Task brief. Lines from the first one down to the one containing "pub mod commands;" in the data below are the only ones needed; please return them exactly, both ends included.

Saved data entries:
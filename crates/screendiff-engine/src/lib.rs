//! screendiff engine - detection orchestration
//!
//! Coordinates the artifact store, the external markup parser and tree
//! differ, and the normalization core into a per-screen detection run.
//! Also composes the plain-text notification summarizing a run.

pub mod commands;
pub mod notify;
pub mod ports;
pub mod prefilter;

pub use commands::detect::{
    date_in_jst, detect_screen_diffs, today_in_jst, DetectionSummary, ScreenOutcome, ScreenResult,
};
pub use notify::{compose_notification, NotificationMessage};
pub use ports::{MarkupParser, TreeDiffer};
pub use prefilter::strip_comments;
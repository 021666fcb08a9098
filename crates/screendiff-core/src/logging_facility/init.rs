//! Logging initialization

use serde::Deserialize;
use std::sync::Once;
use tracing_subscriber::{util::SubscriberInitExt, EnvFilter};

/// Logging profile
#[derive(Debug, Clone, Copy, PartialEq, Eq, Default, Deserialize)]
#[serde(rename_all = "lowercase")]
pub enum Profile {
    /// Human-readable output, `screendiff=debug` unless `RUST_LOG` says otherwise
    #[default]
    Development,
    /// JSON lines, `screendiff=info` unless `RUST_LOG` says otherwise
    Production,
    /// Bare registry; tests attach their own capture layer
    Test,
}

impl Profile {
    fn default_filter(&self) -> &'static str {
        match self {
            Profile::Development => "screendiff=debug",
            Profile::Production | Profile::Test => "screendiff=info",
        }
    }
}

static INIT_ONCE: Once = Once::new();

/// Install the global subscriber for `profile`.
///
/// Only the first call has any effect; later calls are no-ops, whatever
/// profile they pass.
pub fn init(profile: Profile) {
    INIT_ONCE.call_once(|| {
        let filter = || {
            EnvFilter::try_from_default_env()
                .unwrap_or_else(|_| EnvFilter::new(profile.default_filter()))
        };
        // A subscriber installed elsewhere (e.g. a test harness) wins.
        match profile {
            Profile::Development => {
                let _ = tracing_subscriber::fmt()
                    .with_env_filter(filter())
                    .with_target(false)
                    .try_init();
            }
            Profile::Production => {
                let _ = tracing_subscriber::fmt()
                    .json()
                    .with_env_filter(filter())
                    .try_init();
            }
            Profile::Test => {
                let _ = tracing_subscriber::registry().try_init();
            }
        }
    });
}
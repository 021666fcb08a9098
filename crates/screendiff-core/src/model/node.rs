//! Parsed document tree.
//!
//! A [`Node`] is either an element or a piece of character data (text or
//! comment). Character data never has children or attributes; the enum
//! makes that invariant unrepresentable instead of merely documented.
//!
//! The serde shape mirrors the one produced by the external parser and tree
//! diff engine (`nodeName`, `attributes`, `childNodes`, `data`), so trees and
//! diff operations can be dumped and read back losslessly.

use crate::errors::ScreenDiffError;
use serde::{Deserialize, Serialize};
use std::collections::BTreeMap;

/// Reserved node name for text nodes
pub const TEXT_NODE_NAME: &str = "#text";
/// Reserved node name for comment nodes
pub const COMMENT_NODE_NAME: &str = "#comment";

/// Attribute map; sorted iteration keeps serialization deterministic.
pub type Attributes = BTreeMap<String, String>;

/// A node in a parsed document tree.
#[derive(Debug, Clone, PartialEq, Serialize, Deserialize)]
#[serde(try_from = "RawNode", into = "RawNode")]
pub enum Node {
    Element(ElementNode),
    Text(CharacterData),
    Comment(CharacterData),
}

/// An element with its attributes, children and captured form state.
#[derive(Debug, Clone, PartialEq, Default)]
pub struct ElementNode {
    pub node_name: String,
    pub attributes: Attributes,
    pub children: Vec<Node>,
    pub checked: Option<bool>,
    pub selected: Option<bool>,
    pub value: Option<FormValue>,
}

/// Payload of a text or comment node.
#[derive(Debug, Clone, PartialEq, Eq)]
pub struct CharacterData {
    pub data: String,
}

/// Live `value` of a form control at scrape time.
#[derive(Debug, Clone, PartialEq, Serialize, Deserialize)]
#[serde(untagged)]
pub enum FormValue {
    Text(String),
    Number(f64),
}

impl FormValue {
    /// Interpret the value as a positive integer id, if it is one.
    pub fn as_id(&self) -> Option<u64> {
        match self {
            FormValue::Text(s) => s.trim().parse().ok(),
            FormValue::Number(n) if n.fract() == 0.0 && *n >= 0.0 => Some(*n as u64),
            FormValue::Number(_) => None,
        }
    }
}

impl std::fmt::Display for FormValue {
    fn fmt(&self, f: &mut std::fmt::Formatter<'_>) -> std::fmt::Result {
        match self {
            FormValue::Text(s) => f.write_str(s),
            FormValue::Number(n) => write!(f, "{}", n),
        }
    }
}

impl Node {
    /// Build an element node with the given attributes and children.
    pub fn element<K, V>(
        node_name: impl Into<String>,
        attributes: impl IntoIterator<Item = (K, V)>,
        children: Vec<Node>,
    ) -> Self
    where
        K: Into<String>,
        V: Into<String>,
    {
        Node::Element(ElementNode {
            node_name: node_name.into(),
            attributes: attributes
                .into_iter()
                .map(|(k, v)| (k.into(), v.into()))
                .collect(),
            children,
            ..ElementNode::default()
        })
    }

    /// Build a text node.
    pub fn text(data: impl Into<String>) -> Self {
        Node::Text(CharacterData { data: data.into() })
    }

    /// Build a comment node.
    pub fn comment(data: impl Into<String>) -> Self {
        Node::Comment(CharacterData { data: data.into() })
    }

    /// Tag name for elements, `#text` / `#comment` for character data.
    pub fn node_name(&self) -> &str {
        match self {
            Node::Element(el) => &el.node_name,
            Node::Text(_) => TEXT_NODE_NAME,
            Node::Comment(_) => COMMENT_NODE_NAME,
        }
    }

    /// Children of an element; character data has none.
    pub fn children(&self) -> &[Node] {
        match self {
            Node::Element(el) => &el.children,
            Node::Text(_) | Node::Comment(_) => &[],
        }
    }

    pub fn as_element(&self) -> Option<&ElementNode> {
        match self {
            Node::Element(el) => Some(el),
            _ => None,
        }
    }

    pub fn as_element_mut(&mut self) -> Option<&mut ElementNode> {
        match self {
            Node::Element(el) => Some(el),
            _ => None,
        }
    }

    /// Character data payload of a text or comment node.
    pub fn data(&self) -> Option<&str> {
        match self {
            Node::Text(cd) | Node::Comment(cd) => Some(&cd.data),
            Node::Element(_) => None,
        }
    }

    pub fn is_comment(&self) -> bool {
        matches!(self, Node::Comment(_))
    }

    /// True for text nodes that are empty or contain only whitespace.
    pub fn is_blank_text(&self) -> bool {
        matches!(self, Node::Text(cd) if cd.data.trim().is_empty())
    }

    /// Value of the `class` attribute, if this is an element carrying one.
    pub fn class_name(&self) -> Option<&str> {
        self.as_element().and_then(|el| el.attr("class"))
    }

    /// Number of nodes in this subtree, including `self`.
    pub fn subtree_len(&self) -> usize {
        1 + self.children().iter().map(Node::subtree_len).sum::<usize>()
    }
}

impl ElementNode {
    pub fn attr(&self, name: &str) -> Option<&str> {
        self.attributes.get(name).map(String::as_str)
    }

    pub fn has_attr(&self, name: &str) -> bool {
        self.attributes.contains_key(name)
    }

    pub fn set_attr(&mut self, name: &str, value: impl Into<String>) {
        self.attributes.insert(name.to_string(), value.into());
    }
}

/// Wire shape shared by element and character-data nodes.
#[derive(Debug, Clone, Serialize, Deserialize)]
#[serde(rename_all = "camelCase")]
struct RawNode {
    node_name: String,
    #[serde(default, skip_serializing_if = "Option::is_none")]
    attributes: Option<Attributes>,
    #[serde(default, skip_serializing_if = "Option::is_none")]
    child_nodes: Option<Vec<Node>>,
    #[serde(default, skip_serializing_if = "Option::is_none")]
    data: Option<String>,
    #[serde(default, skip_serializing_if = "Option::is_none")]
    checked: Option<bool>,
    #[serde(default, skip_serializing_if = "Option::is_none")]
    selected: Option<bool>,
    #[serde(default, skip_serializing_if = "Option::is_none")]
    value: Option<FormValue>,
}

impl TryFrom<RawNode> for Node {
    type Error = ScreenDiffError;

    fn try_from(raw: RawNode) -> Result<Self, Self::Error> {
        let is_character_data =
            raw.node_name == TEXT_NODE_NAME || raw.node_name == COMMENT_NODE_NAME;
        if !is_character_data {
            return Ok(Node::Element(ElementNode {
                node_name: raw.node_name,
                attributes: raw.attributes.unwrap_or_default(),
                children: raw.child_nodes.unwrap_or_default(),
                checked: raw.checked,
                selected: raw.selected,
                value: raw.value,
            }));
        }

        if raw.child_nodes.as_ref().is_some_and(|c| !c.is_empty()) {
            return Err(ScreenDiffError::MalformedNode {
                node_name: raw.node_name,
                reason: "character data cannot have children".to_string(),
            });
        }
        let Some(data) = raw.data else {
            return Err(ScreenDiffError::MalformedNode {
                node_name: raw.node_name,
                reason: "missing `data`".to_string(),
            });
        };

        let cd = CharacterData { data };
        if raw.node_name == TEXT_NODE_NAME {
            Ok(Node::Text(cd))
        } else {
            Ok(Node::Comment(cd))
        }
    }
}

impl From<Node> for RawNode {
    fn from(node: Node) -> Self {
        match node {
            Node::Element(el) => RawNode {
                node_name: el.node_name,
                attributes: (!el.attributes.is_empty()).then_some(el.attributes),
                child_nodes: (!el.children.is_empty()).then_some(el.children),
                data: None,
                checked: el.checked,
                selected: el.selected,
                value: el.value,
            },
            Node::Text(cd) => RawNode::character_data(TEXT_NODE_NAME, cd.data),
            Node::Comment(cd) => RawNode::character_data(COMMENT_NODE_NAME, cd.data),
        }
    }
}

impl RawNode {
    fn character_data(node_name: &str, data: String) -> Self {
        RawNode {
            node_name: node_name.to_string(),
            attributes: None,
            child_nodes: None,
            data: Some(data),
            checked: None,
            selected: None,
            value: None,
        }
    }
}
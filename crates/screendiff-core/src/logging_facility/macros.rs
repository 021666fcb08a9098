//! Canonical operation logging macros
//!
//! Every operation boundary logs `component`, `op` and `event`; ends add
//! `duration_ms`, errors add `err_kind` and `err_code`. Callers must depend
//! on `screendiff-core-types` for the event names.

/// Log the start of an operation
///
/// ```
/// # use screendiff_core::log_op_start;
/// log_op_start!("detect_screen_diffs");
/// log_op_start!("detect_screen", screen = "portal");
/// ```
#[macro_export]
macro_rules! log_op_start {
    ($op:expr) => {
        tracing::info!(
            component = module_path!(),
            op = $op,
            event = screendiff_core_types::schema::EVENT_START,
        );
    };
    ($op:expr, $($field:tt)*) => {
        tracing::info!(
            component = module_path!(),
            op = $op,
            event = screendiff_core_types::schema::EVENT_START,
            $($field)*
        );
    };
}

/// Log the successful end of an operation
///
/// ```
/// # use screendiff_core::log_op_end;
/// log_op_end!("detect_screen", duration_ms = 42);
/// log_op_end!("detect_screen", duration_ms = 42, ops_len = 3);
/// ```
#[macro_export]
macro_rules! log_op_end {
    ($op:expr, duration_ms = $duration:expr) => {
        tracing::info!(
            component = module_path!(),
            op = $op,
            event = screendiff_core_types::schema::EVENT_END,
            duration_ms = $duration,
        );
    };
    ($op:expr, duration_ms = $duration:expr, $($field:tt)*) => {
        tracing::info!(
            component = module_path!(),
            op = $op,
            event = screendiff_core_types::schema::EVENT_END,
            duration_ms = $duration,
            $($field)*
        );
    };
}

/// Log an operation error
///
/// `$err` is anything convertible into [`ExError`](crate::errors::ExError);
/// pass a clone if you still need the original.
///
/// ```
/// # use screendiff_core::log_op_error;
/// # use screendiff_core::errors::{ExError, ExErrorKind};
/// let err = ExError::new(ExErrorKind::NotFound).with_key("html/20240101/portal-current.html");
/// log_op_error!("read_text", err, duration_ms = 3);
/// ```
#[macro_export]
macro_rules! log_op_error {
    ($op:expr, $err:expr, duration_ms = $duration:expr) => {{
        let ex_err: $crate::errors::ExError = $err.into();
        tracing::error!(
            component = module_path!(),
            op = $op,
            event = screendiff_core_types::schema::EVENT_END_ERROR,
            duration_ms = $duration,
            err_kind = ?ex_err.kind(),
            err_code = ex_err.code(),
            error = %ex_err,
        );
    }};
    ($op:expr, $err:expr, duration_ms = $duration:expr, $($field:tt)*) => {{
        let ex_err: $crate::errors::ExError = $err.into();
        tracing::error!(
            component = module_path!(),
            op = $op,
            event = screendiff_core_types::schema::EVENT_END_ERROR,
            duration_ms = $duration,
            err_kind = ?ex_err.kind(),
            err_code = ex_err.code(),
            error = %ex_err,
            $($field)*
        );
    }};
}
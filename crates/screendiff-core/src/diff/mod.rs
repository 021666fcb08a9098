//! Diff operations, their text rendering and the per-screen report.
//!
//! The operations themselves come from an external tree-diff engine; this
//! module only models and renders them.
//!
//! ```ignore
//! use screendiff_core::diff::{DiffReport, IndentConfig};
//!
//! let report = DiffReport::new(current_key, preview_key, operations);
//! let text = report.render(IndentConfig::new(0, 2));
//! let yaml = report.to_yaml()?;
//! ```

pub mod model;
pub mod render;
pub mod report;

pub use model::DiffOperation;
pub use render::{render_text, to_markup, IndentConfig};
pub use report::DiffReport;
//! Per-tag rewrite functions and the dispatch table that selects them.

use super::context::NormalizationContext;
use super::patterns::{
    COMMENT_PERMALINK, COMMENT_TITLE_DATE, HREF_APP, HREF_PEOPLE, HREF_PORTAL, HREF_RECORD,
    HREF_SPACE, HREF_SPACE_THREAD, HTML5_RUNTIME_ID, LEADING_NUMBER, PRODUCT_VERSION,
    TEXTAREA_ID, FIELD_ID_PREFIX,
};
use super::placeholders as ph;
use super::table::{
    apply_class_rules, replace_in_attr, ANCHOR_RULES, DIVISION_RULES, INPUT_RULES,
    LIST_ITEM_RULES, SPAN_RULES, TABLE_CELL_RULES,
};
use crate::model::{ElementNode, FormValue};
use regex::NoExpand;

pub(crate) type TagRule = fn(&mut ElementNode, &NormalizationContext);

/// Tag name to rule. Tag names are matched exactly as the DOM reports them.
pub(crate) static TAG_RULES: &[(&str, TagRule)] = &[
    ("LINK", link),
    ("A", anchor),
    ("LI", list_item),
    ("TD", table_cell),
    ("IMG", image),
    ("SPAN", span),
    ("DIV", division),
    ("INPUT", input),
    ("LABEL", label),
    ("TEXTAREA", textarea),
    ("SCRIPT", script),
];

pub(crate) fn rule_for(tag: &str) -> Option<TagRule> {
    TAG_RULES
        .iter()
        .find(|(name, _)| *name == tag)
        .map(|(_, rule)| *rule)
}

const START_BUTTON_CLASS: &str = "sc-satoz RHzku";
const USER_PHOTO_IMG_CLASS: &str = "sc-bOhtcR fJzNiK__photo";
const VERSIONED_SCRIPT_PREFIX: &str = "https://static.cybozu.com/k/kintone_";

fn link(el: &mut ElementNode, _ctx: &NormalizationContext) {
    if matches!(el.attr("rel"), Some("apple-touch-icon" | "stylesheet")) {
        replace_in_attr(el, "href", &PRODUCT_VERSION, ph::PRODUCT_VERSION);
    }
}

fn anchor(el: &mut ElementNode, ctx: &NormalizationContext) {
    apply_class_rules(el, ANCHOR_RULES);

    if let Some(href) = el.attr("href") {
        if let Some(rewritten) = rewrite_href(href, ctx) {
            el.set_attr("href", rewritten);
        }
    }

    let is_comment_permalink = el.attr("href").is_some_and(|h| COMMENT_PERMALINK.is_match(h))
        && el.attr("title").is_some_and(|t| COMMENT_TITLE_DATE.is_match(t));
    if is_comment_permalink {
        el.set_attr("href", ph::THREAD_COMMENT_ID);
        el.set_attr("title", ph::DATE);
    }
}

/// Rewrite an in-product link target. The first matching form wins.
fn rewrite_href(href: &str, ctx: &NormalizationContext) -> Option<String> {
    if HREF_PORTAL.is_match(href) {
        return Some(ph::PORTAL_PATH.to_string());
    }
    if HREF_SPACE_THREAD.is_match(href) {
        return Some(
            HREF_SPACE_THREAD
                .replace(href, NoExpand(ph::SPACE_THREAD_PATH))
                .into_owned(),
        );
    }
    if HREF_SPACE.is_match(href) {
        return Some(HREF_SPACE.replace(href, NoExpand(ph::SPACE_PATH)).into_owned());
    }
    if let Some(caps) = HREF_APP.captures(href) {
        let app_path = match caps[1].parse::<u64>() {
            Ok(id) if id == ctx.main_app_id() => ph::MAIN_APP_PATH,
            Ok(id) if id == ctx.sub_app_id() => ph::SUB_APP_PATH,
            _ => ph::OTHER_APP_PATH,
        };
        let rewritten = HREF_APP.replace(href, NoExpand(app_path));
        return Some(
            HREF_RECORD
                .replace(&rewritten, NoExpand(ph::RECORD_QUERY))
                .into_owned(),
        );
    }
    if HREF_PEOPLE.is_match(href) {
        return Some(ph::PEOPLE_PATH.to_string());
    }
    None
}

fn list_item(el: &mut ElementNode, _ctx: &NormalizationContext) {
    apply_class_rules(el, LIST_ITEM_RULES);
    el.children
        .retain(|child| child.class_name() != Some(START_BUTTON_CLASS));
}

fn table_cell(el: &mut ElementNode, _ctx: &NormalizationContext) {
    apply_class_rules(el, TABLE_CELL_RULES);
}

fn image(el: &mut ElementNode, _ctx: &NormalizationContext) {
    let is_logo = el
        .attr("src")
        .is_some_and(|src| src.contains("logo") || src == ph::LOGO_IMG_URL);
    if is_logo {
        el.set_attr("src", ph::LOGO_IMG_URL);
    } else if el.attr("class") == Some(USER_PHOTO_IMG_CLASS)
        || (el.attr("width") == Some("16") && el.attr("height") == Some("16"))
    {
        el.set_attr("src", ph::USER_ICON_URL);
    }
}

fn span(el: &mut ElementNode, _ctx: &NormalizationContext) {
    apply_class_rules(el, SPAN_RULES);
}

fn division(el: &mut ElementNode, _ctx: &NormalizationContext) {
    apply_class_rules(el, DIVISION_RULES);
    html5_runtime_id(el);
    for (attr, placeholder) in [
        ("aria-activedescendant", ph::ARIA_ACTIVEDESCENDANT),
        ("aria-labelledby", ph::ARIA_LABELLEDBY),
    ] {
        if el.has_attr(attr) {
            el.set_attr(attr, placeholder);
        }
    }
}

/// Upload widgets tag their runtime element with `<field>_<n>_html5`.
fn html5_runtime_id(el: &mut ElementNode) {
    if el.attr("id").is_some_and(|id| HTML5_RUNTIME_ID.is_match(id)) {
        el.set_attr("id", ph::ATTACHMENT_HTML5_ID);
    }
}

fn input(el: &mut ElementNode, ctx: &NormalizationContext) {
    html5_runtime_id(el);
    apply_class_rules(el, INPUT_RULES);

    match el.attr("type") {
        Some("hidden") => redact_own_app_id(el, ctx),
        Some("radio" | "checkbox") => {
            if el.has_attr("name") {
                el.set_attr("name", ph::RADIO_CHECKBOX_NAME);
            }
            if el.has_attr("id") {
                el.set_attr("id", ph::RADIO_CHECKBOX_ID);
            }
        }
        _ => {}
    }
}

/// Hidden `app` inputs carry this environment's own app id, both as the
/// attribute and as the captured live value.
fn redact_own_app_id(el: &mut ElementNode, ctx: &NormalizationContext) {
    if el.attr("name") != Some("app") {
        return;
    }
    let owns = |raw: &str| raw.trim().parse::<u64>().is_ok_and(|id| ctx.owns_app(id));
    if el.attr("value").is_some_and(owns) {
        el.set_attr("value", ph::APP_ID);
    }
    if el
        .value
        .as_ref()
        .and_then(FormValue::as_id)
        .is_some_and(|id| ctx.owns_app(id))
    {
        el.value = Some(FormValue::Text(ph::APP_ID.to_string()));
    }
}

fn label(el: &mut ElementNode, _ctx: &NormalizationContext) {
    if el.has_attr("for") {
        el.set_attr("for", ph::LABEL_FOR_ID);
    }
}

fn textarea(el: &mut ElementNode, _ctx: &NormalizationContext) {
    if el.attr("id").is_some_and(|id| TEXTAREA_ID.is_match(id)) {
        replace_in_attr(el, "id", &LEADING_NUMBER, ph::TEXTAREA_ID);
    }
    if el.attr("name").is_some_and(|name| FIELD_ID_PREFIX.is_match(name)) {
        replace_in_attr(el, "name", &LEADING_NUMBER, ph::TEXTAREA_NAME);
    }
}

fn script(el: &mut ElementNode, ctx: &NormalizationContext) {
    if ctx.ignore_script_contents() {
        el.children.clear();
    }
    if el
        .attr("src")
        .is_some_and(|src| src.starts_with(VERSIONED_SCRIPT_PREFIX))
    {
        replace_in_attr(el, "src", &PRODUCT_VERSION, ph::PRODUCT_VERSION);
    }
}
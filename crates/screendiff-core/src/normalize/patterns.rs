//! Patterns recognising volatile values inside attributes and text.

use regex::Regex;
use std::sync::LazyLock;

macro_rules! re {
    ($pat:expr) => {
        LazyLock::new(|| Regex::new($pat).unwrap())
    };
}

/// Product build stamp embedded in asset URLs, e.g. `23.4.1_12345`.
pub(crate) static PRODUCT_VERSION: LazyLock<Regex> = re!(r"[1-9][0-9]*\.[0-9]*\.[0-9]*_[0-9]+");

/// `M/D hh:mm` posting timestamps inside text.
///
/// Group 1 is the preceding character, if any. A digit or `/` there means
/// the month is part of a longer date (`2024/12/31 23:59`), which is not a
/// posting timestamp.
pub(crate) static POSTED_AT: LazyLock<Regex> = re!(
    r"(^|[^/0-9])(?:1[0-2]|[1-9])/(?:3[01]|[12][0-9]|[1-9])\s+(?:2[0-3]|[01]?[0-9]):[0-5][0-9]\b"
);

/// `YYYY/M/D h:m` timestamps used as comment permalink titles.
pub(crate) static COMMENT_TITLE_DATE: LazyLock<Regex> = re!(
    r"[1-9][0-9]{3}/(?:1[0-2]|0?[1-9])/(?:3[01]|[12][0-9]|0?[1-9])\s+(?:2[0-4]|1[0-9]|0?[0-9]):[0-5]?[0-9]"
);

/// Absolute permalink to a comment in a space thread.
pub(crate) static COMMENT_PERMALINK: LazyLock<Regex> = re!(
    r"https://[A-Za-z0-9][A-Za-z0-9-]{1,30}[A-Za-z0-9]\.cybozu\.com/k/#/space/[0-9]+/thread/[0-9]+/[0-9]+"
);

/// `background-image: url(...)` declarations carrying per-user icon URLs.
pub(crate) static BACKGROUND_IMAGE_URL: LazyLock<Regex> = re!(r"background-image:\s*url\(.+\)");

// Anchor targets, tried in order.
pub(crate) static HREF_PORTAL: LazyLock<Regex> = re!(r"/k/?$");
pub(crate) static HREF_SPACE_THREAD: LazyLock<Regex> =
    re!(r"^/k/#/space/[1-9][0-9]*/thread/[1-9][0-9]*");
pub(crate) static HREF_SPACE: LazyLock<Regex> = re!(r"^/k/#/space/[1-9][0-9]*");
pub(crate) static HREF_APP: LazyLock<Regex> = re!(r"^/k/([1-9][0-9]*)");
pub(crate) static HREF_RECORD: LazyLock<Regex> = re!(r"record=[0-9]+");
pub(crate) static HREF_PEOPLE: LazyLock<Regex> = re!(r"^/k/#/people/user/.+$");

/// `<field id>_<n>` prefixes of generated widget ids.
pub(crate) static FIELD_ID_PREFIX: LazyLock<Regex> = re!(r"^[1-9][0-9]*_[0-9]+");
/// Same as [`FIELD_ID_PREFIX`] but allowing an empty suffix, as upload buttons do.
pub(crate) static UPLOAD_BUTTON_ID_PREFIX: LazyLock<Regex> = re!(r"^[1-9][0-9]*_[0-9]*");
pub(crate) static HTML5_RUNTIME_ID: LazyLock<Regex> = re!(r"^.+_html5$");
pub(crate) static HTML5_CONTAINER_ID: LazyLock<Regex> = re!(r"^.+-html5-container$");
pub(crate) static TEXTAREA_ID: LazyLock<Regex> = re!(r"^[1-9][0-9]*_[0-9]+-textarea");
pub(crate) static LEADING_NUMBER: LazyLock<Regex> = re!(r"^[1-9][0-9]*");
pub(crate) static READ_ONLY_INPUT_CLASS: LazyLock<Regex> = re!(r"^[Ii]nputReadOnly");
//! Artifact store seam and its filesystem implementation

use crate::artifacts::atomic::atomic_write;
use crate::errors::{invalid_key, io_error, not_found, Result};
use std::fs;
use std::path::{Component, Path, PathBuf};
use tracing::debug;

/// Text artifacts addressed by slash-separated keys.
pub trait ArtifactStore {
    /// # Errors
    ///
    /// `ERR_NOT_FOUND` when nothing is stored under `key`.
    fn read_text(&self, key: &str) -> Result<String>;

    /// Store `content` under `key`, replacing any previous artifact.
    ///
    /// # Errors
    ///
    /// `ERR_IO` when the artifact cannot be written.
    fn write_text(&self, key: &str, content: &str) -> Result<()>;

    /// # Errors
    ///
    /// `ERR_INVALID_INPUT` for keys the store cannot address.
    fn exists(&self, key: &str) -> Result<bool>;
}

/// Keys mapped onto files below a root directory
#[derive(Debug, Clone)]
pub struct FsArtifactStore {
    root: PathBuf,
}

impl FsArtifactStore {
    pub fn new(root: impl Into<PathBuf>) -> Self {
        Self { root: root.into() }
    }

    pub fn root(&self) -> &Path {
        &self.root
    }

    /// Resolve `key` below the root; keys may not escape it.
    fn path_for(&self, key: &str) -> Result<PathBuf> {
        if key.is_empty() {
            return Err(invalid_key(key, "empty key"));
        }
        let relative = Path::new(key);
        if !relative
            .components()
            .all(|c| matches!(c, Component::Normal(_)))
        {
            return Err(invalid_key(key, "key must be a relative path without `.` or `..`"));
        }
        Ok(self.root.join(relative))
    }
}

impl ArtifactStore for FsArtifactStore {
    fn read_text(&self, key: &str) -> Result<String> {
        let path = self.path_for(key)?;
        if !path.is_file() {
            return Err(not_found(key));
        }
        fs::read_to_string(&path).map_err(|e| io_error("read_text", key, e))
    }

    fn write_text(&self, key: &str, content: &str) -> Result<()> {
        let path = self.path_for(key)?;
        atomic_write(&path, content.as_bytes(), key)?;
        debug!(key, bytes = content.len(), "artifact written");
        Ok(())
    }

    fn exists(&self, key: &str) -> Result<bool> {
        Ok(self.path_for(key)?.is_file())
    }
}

Solution to this exercise.
filename crates/screendiff-engine/src/lib.rs
//! screendiff engine - detection orchestration
//!
//! Coordinates the artifact store, the external markup parser and tree
//! differ, and the normalization core into a per-screen detection run.
//! Also composes the plain-text notification summarizing a run.

pub mod commands;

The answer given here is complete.